Hurricane Damage In Puerto Rico Affecting Health Care Industry

SIOUX FALLS, S.D. – Health care providers nationwide are concerned about a shortage of IV bag solution. One of the major manufacturers of the saline solution, Baxter, is located in Puerto Rico where Hurricane Maria wreaked havoc more than one month ago. The company suffered minimal damage, but did lose multiple production days, disrupting their shipments. That includes shipments that would be heading here to Sioux Falls.

“I don’t recall any shortage of this magnitude in my career,” says Pharmacy Clinical Manager with Sanford Health Tyler Turek.

For the past three weeks, the pharmacy has seen a decrease in the amount of IV fluids available.

“The IV solutions that are on a shortage range anywhere from normal saline, dextrose, lactated ringer’s,” explains Turek.

Turek says the solution is needed for critical trauma, surgical and chemo patients; as well as to re-hydrate patients with the flu or another sickness.

“It’d be every single patient virtually that crosses the threshold at Sanford is affected by the shortages,” says Turek.

So in order to counter the decline in fluids, Sanford Health is getting creative. They’re buying the solution from different, more generic manufacturers other than Baxter, as well as buying different versions of the solution.

“We have to manipulate different products and different presentations in order for us to be able to supply medications in a normal fashion,” says Turek.

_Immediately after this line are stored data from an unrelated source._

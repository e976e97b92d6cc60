//! Retrieval orchestration.
//!
//! Composes the semantic index, relation graph, and repository into a
//! single ranked, deduplicated, explainable answer. Retrieval is the sole
//! place salience increases; consolidation is the sole place it decreases.

use crate::config::RetrievalConfig;
use crate::embedding::normalize;
use crate::models::{
    MemoryId, MemoryUnit, Provenance, RetrievalResult, SearchHit, TenantId,
};
use crate::services::TenantLocks;
use crate::storage::traits::{
    RelationGraphBackend, RepositoryBackend, SemanticIndex, UpdateFields,
};
use crate::{Error, Result, current_timestamp};
use std::collections::HashMap;
use std::sync::Arc;
use std::sync::atomic::{AtomicBool, Ordering};
use std::time::Instant;
use tracing::instrument;

/// Caller-held handle for cancelling an in-flight query.
///
/// A query observed as cancelled before its result set is finalized
/// returns empty and applies no salience side effects.
#[derive(Debug, Clone, Default)]
pub struct CancelToken(Arc<AtomicBool>);

impl CancelToken {
    /// Creates a live token.
    #[must_use]
    pub fn new() -> Self {
        Self::default()
    }

    /// Requests cancellation.
    pub fn cancel(&self) {
        self.0.store(true, Ordering::Release);
    }

    /// Returns true if cancellation was requested.
    #[must_use]
    pub fn is_cancelled(&self) -> bool {
        self.0.load(Ordering::Acquire)
    }
}

/// Service for answering similarity queries.
pub struct RetrievalService {
    repository: Arc<dyn RepositoryBackend>,
    index: Arc<dyn SemanticIndex>,
    graph: Arc<dyn RelationGraphBackend>,
    locks: Arc<TenantLocks>,
    config: RetrievalConfig,
}

impl RetrievalService {
    /// Creates a new retrieval service.
    #[must_use]
    pub fn new(
        repository: Arc<dyn RepositoryBackend>,
        index: Arc<dyn SemanticIndex>,
        graph: Arc<dyn RelationGraphBackend>,
        locks: Arc<TenantLocks>,
        config: RetrievalConfig,
    ) -> Self {
        Self {
            repository,
            index,
            graph,
            locks,
            config,
        }
    }

    /// Answers a similarity query.
    ///
    /// Fetches up to `k` index candidates and, when `expand_related` is
    /// set, merges in 1-hop graph neighbors at a blended score of
    /// `similarity * path_weight`. An empty tenant corpus yields an empty
    /// result, not an error.
    ///
    /// # Errors
    ///
    /// Returns [`Error::InvalidArgument`] for a zero or oversized `k` or a
    /// zero-magnitude query embedding.
    pub fn query(
        &self,
        tenant: &TenantId,
        query_embedding: &[f32],
        k: usize,
        expand_related: bool,
    ) -> Result<RetrievalResult> {
        self.query_with_cancel(tenant, query_embedding, k, expand_related, &CancelToken::new())
    }

    /// [`Self::query`] with caller-driven cancellation.
    ///
    /// # Errors
    ///
    /// Same as [`Self::query`].
    #[instrument(
        name = "mnemo.query",
        skip(self, query_embedding, cancel),
        fields(tenant = %tenant, k, expand_related)
    )]
    pub fn query_with_cancel(
        &self,
        tenant: &TenantId,
        query_embedding: &[f32],
        k: usize,
        expand_related: bool,
        cancel: &CancelToken,
    ) -> Result<RetrievalResult> {
        let start = Instant::now();
        let result = self.query_inner(tenant, query_embedding, k, expand_related, cancel);
        let status = if result.is_ok() { "success" } else { "error" };
        metrics::counter!("mnemo_query_total", "status" => status).increment(1);
        metrics::histogram!("mnemo_query_duration_ms")
            .record(start.elapsed().as_secs_f64() * 1000.0);
        result
    }

    fn query_inner(
        &self,
        tenant: &TenantId,
        query_embedding: &[f32],
        k: usize,
        expand_related: bool,
        cancel: &CancelToken,
    ) -> Result<RetrievalResult> {
        if k == 0 || k > self.config.max_k {
            return Err(Error::InvalidArgument(format!(
                "k must be between 1 and {}, got {k}",
                self.config.max_k
            )));
        }
        let query = normalize(query_embedding)?;

        let lock = self.locks.for_tenant(tenant);
        let _guard = lock.read().map_err(|_| Error::OperationFailed {
            operation: "query".to_string(),
            cause: "tenant lock poisoned".to_string(),
        })?;

        let candidates = self
            .index
            .search(tenant, &query, k, self.config.min_score)?;
        let candidates_considered = candidates.len();

        // Dedup by id, keeping the highest blended score per unit.
        let mut best: HashMap<MemoryId, SearchHit> = HashMap::new();
        for (id, similarity) in &candidates {
            let Some(unit) = self.fetch_active(tenant, id)? else {
                continue;
            };
            upsert_hit(
                &mut best,
                SearchHit {
                    unit,
                    score: *similarity,
                    similarity: *similarity,
                    path_weight: 1.0,
                    provenance: Provenance::Direct,
                },
            );
        }

        if expand_related {
            for (id, similarity) in &candidates {
                let neighbors = self.graph.neighbors(tenant, id, None, 1)?;
                for neighbor in neighbors {
                    if neighbor.path_weight < self.config.min_path_weight {
                        continue;
                    }
                    let Some(unit) = self.fetch_active(tenant, &neighbor.id)? else {
                        continue;
                    };
                    upsert_hit(
                        &mut best,
                        SearchHit {
                            unit,
                            score: similarity * neighbor.path_weight,
                            similarity: *similarity,
                            path_weight: neighbor.path_weight,
                            provenance: Provenance::Graph,
                        },
                    );
                }
            }
        }

        let mut hits: Vec<SearchHit> = best.into_values().collect();
        hits.sort_by(|a, b| {
            b.score
                .partial_cmp(&a.score)
                .unwrap_or(std::cmp::Ordering::Equal)
                .then_with(|| {
                    b.unit
                        .salience
                        .partial_cmp(&a.unit.salience)
                        .unwrap_or(std::cmp::Ordering::Equal)
                })
                .then_with(|| b.unit.created_at.cmp(&a.unit.created_at))
                .then_with(|| a.unit.id.cmp(&b.unit.id))
        });
        hits.truncate(k);

        // The result set is now final. A cancellation observed here means
        // no side effects and no results for the caller.
        if cancel.is_cancelled() {
            tracing::debug!("query cancelled before finalization, side effects skipped");
            return Ok(RetrievalResult::default());
        }

        self.reinforce(tenant, &mut hits)?;

        Ok(RetrievalResult {
            hits,
            candidates_considered,
            expanded: expand_related,
        })
    }

    /// Fetches a unit, skipping ids that are missing or no longer active.
    ///
    /// The index may briefly hold ids whose repository write has not
    /// landed; those are simply not returnable yet.
    fn fetch_active(&self, tenant: &TenantId, id: &MemoryId) -> Result<Option<MemoryUnit>> {
        match self.repository.get(tenant, id) {
            Ok(unit) if unit.is_active() => Ok(Some(unit)),
            Ok(_) => Ok(None),
            Err(Error::NotFound(_)) => Ok(None),
            Err(e) => Err(e),
        }
    }

    /// Applies retrieval reinforcement to every returned unit.
    ///
    /// This is the only place salience increases.
    fn reinforce(&self, tenant: &TenantId, hits: &mut [SearchHit]) -> Result<()> {
        let now = current_timestamp();
        for hit in hits {
            let boosted = (hit.unit.salience + self.config.reinforcement).min(1.0);
            let patch = UpdateFields::new()
                .with_salience(boosted)
                .with_last_accessed_at(now);
            match self.repository.update_fields(tenant, &hit.unit.id, &patch, None) {
                Ok(updated) => hit.unit = updated,
                // The unit may have been deleted between assembly and
                // reinforcement; the stale copy is still returned.
                Err(Error::NotFound(_)) => {}
                Err(e) => return Err(e),
            }
        }
        Ok(())
    }
}

/// Keeps the higher-scored hit per unit id.
fn upsert_hit(best: &mut HashMap<MemoryId, SearchHit>, hit: SearchHit) {
    match best.get_mut(&hit.unit.id) {
        Some(existing) if existing.score >= hit.score => {}
        Some(existing) => *existing = hit,
        None => {
            best.insert(hit.unit.id.clone(), hit);
        }
    }
}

Turek says this has made the solution less efficient, but it’s helped them avoid limiting the amount of IV fluids they can give to their patients.

“We’ve been able to continue business as usual to provide care as we ordinarily would,” he says.

The U.S. Food and Drug Administration is assisting Baxter in importing these medical products from the firm’s facilities in Ireland and Australia instead of Puerto Rico. Turek says week by week, the shortage situation is getting better.

“We’re starting to see a little bit of light at the end of the tunnel, so continuing to be as creative as we can be with that redesign,” says Turek.

Turek says purchasing the IV solution has also gotten more expensive due to the shortage. They’re paying about 5 times more than what they were paying before the storm.